### TASK INPUTS
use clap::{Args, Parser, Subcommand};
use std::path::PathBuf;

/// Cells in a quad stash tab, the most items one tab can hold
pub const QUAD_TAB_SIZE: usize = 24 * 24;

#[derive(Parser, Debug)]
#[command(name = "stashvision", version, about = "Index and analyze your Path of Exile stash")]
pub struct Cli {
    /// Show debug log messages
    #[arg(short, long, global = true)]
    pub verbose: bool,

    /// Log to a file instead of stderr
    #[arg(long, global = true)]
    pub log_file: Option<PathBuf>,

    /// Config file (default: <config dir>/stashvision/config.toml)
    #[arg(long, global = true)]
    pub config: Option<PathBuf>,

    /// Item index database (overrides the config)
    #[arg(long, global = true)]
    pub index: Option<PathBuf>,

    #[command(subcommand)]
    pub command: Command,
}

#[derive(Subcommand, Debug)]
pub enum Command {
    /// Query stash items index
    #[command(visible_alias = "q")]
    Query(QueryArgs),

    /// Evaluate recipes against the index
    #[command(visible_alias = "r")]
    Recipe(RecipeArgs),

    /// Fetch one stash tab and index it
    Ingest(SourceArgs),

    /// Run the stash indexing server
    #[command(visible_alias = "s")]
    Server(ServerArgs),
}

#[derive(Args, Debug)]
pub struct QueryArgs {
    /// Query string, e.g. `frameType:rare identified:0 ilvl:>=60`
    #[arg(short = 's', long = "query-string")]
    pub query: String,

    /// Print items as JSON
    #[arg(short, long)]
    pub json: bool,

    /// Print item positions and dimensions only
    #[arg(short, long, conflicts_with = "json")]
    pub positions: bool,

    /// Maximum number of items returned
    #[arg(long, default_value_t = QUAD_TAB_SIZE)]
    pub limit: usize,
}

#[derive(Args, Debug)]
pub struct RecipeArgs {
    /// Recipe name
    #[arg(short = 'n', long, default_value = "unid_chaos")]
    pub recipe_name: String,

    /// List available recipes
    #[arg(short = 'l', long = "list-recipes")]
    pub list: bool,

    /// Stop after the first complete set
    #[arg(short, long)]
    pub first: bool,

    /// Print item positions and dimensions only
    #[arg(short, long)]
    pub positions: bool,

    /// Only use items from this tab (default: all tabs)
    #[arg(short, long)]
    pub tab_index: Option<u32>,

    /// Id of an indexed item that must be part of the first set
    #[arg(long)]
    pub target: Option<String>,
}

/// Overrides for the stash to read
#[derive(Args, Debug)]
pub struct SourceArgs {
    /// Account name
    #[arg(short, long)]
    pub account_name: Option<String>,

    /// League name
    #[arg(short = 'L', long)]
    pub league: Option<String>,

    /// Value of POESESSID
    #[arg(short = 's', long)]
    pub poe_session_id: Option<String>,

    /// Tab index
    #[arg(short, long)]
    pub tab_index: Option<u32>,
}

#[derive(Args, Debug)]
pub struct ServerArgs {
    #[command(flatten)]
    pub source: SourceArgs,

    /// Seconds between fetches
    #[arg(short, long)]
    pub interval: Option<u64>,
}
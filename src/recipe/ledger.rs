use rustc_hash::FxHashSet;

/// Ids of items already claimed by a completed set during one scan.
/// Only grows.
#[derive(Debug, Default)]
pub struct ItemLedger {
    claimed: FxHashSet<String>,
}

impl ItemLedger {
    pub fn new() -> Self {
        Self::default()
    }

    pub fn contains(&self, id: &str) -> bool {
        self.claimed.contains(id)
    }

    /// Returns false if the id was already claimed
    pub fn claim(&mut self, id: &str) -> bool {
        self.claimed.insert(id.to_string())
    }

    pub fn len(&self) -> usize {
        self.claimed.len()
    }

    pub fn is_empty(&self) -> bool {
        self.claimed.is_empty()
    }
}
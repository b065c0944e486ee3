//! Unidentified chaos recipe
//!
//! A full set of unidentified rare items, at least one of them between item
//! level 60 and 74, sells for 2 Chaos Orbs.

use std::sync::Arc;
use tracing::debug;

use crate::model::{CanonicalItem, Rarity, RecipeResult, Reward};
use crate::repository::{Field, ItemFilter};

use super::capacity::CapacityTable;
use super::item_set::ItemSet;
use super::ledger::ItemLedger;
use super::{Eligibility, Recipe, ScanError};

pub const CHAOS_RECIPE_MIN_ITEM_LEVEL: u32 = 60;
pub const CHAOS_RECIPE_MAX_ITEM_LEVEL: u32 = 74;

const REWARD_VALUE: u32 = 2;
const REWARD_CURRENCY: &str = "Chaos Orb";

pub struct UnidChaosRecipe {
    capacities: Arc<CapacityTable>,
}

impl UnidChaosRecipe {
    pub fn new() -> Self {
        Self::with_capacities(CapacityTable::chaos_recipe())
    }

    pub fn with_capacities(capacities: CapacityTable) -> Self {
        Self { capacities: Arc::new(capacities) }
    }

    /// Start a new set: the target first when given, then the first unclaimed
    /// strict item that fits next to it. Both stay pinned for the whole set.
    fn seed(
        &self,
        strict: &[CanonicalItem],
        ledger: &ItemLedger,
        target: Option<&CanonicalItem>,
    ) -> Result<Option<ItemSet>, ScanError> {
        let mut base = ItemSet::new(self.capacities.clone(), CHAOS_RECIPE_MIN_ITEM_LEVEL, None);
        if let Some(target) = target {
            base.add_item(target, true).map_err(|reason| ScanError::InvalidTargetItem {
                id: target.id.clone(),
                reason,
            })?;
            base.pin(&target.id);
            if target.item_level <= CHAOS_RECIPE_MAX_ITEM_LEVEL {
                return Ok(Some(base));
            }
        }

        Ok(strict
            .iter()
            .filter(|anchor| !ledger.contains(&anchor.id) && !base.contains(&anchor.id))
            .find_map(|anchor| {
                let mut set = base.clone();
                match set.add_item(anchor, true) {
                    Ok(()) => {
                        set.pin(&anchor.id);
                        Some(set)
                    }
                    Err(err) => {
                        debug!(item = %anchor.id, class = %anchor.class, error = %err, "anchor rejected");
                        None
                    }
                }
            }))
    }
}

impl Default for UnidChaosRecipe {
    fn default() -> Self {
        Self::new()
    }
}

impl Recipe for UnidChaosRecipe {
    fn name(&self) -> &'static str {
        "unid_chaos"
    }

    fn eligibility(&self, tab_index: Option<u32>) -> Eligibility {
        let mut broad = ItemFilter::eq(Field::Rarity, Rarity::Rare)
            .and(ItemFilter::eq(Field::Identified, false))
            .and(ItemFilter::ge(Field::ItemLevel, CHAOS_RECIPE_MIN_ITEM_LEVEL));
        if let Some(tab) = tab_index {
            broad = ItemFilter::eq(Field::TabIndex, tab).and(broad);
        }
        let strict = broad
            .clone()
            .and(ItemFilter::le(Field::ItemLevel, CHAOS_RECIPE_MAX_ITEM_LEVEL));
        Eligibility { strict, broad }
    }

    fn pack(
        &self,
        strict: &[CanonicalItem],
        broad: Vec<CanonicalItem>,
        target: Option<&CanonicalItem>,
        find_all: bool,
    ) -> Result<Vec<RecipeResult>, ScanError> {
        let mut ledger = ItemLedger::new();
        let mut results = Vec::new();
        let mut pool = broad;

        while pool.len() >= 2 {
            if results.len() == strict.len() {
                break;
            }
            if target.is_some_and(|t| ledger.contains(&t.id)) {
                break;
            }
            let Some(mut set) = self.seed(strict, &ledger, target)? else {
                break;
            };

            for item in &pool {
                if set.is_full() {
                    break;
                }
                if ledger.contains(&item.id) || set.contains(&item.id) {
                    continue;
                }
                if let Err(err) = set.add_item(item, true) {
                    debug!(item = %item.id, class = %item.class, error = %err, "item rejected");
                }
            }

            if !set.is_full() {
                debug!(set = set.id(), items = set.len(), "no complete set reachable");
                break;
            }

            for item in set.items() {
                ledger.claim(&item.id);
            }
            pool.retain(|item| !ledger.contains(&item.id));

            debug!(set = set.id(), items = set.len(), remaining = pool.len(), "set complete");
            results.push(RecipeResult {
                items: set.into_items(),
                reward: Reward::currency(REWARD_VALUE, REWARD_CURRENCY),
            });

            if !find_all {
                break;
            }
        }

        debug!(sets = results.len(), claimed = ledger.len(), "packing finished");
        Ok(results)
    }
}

### PROBLEM DESCRIPTION
Count the lines of the material above that contain the word "broad", then give only that count.

### THE ANSWER
6